Re: [PATCH v2] iommu/vt-d: Add a fix for devices need extra dtlb flush

From: Baolu Lu
Date: Tue Nov 29 2022 - 19:11:22 EST


Hi Jacob,

On 2022/11/29 1:04, Jacob Pan wrote:
QAT devices on Intel Sapphire Rapids and Emerald Rapids have a defect in
address translation service (ATS). These devices may inadvertently issue
ATS invalidation completion before posted writes initiated with
translated address that utilized translations matching the invalidation
address range, violating the invalidation completion ordering.

This patch adds an extra device TLB invalidation for the affected devices,
it is needed to ensure no more posted writes with translated address
following the invalidation completion. Therefore, the ordering is
preserved and data-corruption is prevented.

Device TLBs are invalidated under the following six conditions:
1. Device driver does DMA API unmap IOVA
2. Device driver unbind a PASID from a process, sva_unbind_device()
3. PASID is torn down, after PASID cache is flushed. e.g. process
exit_mmap() due to crash
4. Under SVA usage, called by mmu_notifier.invalidate_range() where
VM has to free pages that were unmapped
5. userspace driver unmaps a DMA buffer
6. Cache invalidation in vSVA usage (upcoming)

For #1 and #2, device drivers are responsible for stopping DMA traffic
before unmap/unbind. For #3, iommu driver gets mmu_notifier to
invalidate TLB the same way as normal user unmap which will do an extra
invalidation. The dTLB invalidation after PASID cache flush does not
need an extra invalidation.

Therefore, we only need to deal with #4 and #5 in this patch. #1 is also
covered by this patch due to common code path with #5.

Tested-by: Yuzhang Luo <yuzhang.luo@xxxxxxxxx>
Signed-off-by: Jacob Pan <jacob.jun.pan@xxxxxxxxxxxxxxx>
Reviewed-by: Ashok Raj <ashok.raj@xxxxxxxxx>
---
v2
- removed risky_device() check based on the review by Robin, added comments
to explain the exemption.
- reworked commit message based on the review from Ashok
---
drivers/iommu/intel/iommu.c | 67 +++++++++++++++++++++++++++++++++++--
drivers/iommu/intel/iommu.h | 3 ++
drivers/iommu/intel/svm.c | 4 ++-
3 files changed, 71 insertions(+), 3 deletions(-)

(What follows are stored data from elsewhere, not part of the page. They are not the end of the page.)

// Weft template compiler
//
//  Copyright (C) 2014-2023 Ryan Specialty, LLC.
//
//  This file is part of Weft.
//
//  This program is free software: you can redistribute it and/or modify
//  it under the terms of the GNU General Public License as published by
//  the Free Software Foundation, either version 3 of the License, or
//  (at your option) any later version.
//
//  This program is distributed in the hope that it will be useful,
//  but WITHOUT ANY WARRANTY; without even the implied warranty of
//  MERCHANTABILITY or FITNESS FOR A PARTICULAR PURPOSE.  See the
//  GNU General Public License for more details.
//
//  You should have received a copy of the GNU General Public License
//  along with this program.  If not, see <http://www.gnu.org/licenses/>.

//! Compiler from markup templates with embedded code into host-language
//!   source text.
//!
//! Weft does not parse templates itself;
//!   it accepts a [`SyntaxTree`](syntax::SyntaxTree) with exact spans
//!   from an external parser and produces a
//!   [`CompiledDocument`](compile::CompiledDocument):
//!     generated text,
//!     diagnostics,
//!     and a [`SourceMap`](srcmap::SourceMap) correlating the two.
//!
//! The stages of compilation are,
//!   in order:
//!
//!   - [`lower`],
//!       producing an [`IrDocument`](ir::IrDocument);
//!   - [`pass`],
//!       transforming the IR in place,
//!       including element [binding](bind);
//!       and
//!   - [`emit`],
//!       producing text.
//!
//! Start with [`compile::Compiler`].

// We build docs for private items.
#![allow(rustdoc::private_intra_doc_links)]

pub mod global;

#[macro_use]
extern crate static_assertions;

#[macro_use]
pub mod diagnose;

pub mod bind;
pub mod compile;
pub mod config;
pub mod directive;
pub mod emit;
pub mod fmt;
pub mod ir;
pub mod lower;
pub mod pass;
pub mod source;
pub mod span;
pub mod srcmap;
pub mod syntax;
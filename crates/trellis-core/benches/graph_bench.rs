//! # Graph Benchmarks
//!
//! Performance benchmarks for trellis-core taxonomy and query operations.
//!
//! Run with: `cargo bench -p trellis-core`

use criterion::{criterion_group, criterion_main, BenchmarkId, Criterion};
use std::hint::black_box;
use trellis_core::{
    ClassName, EdgeFilter, EdgeKindKey, EdgeStore, EdgeTypeDef, EdgeTypeId, EdgeTypeRegistry,
    MemoryStore, NewEdge, NodeId, SortOrder, TypeCode,
};

/// Build a registry with N types, a tenth of them parented under "ADM".
fn create_registry(size: usize) -> EdgeTypeRegistry {
    let mut registry = EdgeTypeRegistry::new();
    registry
        .define(EdgeTypeDef::new("ADM").between("Member", "Organisation"))
        .expect("define");
    for i in 0..size {
        let mut def = EdgeTypeDef::new(format!("T{:04}", i)).between("Member", "Organisation");
        if i % 10 == 0 {
            def = def.parent("ADM");
        }
        registry.define(def).expect("define");
    }
    registry
}

/// Build a store with N edges fanned out from a single hub node.
fn create_store(size: usize) -> MemoryStore {
    let mut store = MemoryStore::new();
    for i in 0..size {
        store
            .insert_edge(NewEdge {
                kind: EdgeKindKey::new("member-organisation"),
                node_a: NodeId(1),
                node_b: NodeId(i as u64 + 2),
                edge_type: EdgeTypeId((i % 8) as u64),
                variant: None,
            })
            .expect("insert");
    }
    store
}

// =============================================================================
// BENCHMARKS
// =============================================================================

fn bench_hierarchy_resolution(c: &mut Criterion) {
    let mut group = c.benchmark_group("hierarchy_resolution");

    for size in [100, 1000, 10000].iter() {
        let registry = create_registry(*size);
        let member = ClassName::new("Member");
        let organisation = ClassName::new("Organisation");
        let adm = vec![TypeCode::new("ADM")];

        group.bench_with_input(BenchmarkId::from_parameter(size), size, |b, _| {
            b.iter(|| {
                black_box(registry.get_hierarchy(Some(&member), Some(&organisation), &adm))
            });
        });
    }

    group.finish();
}

fn bench_exact_type_lookup(c: &mut Criterion) {
    let mut group = c.benchmark_group("exact_type_lookup");

    for size in [100, 1000, 10000].iter() {
        let registry = create_registry(*size);
        let code = TypeCode::new(format!("T{:04}", size / 2));

        group.bench_with_input(BenchmarkId::from_parameter(size), size, |b, _| {
            b.iter(|| black_box(registry.get_by_code(&code)));
        });
    }

    group.finish();
}

fn bench_edge_selection(c: &mut Criterion) {
    let mut group = c.benchmark_group("edge_selection");

    for size in [100, 1000, 10000].iter() {
        let store = create_store(*size);
        let filter = EdgeFilter {
            node_a: Some(NodeId(1)),
            edge_types: Some([EdgeTypeId(0)].into_iter().collect()),
            ..EdgeFilter::default()
        };

        group.bench_with_input(BenchmarkId::from_parameter(size), size, |b, _| {
            b.iter(|| black_box(store.select(&filter, SortOrder::CreatedDesc)));
        });
    }

    group.finish();
}

fn bench_edge_append(c: &mut Criterion) {
    let mut group = c.benchmark_group("edge_append");

    for size in [100, 1000, 10000].iter() {
        group.bench_with_input(BenchmarkId::from_parameter(size), size, |b, &size| {
            b.iter(|| black_box(create_store(size)));
        });
    }

    group.finish();
}

criterion_group!(
    benches,
    bench_hierarchy_resolution,
    bench_exact_type_lookup,
    bench_edge_selection,
    bench_edge_append,
);

criterion_main!(benches);
//! # Permission & Rule Evaluator
//!
//! The read-only gate in front of edge creation.
//!
//! Evaluation order: admin bypass, hierarchy resolution, base permission
//! check, instance "require previous" check (with implied-rule fallback),
//! then the target node's veto hook. Any failing step short-circuits to
//! deny. Denial is a value (`false`), never an error; the only errors this
//! module surfaces are storage failures.
//!
//! The permission subsystem itself is external: callers hand in an
//! [`AccessControl`] implementation. A static in-memory implementation is
//! provided for tests and self-contained deployments.

use crate::primitives::DEFAULT_ADMIN_PARENT_CODE;
use crate::registry::EdgeTypeRegistry;
use crate::store::{EdgeFilter, EdgeStore, SortOrder};
use crate::types::{NodeId, NodeRef, TrellisError, TypeCode};
use std::collections::{BTreeMap, BTreeSet};

// =============================================================================
// SUBJECT & ACCESS CONTROL SEAM
// =============================================================================

/// An opaque acting subject (a member, a service account).
#[derive(Debug, Clone, PartialEq, Eq, PartialOrd, Ord)]
pub struct Subject(pub String);

impl Subject {
    /// Create a new subject from an identifier.
    #[must_use]
    pub fn new(s: impl Into<String>) -> Self {
        Self(s.into())
    }
}

/// How multiple permission codes combine in a check.
#[derive(Debug, Clone, Copy, PartialEq, Eq)]
pub enum CheckMode {
    /// The subject must hold at least one of the codes.
    Any,
    /// The subject must hold every code.
    All,
}

/// The external permission subsystem.
pub trait AccessControl {
    /// Whether the subject holds the given permission codes.
    fn check(&self, codes: &[String], mode: CheckMode, subject: &Subject) -> bool;

    /// The subject attached to the current request, if any.
    fn current_subject(&self) -> Option<Subject>;

    /// Whether the subject belongs to any of the named groups.
    fn subject_in_groups(&self, subject: &Subject, groups: &[String]) -> bool;
}

/// The target node's final say over an otherwise-permitted action.
///
/// Implementations typically check node state ("is this organisation
/// still accepting members"). The default allows everything.
pub trait NodeGate {
    /// Whether the target vetoes the action.
    fn allows(&self, target: &NodeRef, codes: &[TypeCode]) -> bool;
}

/// A gate that never vetoes.
#[derive(Debug, Clone, Copy, Default)]
pub struct AllowAll;

impl NodeGate for AllowAll {
    fn allows(&self, _target: &NodeRef, _codes: &[TypeCode]) -> bool {
        true
    }
}

// =============================================================================
// STATIC ACCESS CONTROL
// =============================================================================

/// In-memory [`AccessControl`] implementation.
///
/// Holds explicit grants and group memberships; useful in tests and in
/// deployments without an external permission backend.
#[derive(Debug, Clone, Default)]
pub struct StaticAccessControl {
    grants: BTreeMap<Subject, BTreeSet<String>>,
    groups: BTreeMap<Subject, BTreeSet<String>>,
    current: Option<Subject>,
}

diff --git a/drivers/iommu/intel/iommu.c b/drivers/iommu/intel/iommu.c
index 996a8b5ee5ee..a97e9247037f 100644
--- a/drivers/iommu/intel/iommu.c
+++ b/drivers/iommu/intel/iommu.c
@@ -1396,6 +1396,23 @@ static void domain_update_iotlb(struct dmar_domain *domain)
spin_unlock_irqrestore(&domain->lock, flags);
}
+/*
+ * Impacted QAT device IDs ranging from 0x4940 to 0x4943.
+ * This quirk is exempted from risky_device() check because it applies only
+ * to the built-in QAT devices.
+ */

How about adding:

"This quirk is exempted from risky_device() check because it doesn't
effectively grant additional privileges."

?

--
Best regards,
baolu